*** RECORDS SHOWN Section Begins ***

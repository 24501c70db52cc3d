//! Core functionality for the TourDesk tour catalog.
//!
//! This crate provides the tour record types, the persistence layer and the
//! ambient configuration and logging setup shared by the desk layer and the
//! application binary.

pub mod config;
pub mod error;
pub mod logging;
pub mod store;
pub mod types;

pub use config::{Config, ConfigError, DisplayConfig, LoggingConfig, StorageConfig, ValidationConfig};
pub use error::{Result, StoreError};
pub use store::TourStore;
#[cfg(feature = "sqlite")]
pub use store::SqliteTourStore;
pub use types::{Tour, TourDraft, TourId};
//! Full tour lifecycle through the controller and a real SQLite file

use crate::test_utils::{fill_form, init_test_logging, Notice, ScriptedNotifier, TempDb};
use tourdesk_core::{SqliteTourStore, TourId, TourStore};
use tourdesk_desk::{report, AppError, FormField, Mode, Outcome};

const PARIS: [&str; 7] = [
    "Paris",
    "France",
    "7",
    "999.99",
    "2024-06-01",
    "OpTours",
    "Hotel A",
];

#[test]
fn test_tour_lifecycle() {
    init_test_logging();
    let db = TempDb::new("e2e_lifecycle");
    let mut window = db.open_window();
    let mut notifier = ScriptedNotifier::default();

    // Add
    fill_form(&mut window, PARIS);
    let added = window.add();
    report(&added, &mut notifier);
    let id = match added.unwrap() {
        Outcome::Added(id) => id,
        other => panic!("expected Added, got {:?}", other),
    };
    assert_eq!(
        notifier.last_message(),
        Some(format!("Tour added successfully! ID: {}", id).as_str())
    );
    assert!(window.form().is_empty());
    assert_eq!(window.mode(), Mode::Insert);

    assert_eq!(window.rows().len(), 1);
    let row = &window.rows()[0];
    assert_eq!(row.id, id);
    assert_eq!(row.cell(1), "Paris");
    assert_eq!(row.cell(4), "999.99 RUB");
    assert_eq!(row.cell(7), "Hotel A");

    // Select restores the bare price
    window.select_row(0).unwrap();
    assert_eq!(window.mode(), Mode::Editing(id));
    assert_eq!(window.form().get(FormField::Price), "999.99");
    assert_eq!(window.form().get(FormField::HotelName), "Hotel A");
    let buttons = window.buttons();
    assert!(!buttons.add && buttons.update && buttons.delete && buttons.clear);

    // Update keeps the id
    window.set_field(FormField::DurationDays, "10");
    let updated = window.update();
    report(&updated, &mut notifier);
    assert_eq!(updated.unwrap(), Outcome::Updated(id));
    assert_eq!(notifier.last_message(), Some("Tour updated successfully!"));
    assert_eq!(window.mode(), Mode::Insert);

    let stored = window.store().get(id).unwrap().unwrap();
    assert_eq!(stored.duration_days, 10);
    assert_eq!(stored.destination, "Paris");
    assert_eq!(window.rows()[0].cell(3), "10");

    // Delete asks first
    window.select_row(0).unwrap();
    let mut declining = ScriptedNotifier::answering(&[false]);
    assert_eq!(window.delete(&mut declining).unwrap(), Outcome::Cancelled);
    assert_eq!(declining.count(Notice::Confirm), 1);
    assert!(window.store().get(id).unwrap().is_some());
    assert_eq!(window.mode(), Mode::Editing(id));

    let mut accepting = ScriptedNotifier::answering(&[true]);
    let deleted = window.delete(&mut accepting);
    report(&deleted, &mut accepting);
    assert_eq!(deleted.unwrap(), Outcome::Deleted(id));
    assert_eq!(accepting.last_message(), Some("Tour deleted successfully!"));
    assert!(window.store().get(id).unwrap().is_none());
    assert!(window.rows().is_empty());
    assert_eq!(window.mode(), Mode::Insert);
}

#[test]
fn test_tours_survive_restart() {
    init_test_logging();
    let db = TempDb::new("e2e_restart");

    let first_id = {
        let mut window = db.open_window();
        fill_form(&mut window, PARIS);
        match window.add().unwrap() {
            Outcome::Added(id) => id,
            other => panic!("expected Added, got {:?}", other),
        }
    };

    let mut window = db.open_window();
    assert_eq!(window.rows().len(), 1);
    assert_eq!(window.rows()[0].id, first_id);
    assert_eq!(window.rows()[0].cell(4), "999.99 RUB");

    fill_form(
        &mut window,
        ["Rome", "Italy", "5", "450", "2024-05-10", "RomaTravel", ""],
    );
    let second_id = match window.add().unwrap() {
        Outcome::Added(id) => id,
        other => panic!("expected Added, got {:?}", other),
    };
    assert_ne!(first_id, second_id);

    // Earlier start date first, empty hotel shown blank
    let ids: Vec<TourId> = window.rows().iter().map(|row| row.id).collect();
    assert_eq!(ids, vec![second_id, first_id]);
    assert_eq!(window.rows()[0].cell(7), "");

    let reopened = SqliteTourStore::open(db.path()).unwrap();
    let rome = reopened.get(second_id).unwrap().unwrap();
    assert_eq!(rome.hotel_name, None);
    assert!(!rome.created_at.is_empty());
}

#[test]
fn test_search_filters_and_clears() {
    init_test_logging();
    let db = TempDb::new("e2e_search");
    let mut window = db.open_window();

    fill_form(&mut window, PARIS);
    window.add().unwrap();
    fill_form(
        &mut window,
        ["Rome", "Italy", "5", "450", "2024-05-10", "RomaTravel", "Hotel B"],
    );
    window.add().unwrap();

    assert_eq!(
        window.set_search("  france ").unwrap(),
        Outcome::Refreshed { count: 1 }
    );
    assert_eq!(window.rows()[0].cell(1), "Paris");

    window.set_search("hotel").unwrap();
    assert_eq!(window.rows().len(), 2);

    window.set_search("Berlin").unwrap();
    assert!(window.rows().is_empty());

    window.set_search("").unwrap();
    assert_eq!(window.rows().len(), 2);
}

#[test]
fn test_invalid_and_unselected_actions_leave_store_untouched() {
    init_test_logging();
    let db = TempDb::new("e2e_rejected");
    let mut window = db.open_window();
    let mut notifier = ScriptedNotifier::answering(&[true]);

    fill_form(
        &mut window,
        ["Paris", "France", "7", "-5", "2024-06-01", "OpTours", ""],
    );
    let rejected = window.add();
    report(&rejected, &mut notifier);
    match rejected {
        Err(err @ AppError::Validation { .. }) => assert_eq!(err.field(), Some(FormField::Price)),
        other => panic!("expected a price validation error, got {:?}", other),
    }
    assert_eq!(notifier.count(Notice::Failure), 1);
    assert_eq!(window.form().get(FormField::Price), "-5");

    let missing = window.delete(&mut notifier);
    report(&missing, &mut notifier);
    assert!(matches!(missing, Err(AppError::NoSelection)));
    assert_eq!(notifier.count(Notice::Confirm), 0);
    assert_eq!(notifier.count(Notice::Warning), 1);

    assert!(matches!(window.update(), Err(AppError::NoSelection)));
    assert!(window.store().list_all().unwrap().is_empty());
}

*** RECORDS SHOWN Section Ends ***

WHAT YOU WILL DO
Write out only the lines that run from the line containing "let row = &window.rows()[0];" through the line containing "let buttons = window.buttons();", both included, exactly as they appear above.

EXPECTED ANSWER
    let row = &window.rows()[0];
    assert_eq!(row.id, id);
    assert_eq!(row.cell(1), "Paris");
    assert_eq!(row.cell(4), "999.99 RUB");
    assert_eq!(row.cell(7), "Hotel A");

    // Select restores the bare price
    window.select_row(0).unwrap();
    assert_eq!(window.mode(), Mode::Editing(id));
    assert_eq!(window.form().get(FormField::Price), "999.99");
    assert_eq!(window.form().get(FormField::HotelName), "Hotel A");
    let buttons = window.buttons();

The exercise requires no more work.